Across the listing below, how many lines hold "ListFilter"? Reply with the number by itself.

==== Data extract

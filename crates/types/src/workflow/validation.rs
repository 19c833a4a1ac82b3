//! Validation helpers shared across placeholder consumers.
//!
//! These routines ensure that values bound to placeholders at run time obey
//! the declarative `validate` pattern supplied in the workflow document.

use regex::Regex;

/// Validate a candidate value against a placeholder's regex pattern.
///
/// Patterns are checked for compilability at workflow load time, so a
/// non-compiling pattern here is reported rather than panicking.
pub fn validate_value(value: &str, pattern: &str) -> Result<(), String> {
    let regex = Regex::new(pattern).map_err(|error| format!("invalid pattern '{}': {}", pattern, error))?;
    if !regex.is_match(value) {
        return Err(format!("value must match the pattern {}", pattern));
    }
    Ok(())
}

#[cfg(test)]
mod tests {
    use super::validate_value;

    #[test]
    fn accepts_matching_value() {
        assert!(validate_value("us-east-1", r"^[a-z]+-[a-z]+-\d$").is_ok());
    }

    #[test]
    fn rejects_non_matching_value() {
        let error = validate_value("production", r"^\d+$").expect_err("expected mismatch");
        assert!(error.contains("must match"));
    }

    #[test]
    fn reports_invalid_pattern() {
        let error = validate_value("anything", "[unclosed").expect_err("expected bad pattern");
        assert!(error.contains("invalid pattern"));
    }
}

========
==== Data extract

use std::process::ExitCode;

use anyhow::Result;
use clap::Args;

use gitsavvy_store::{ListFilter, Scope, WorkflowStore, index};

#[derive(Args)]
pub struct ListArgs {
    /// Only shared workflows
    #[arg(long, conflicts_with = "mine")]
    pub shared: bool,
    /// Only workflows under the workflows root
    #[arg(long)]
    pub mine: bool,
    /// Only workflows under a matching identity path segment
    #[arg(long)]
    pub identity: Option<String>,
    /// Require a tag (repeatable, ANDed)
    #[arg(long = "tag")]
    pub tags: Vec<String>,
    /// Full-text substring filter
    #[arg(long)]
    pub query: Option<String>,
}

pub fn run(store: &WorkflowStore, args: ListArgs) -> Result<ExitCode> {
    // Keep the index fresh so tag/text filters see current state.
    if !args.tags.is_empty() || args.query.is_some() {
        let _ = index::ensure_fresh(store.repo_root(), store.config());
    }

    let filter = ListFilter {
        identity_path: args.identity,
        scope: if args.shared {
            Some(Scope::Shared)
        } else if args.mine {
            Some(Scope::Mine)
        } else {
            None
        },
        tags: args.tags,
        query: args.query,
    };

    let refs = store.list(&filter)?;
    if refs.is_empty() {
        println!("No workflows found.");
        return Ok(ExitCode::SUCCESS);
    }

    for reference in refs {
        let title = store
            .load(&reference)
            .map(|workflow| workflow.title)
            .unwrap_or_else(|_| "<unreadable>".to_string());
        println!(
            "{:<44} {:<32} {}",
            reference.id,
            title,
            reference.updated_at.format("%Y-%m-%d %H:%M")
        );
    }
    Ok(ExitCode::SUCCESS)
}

========

▶ [Written response]:
2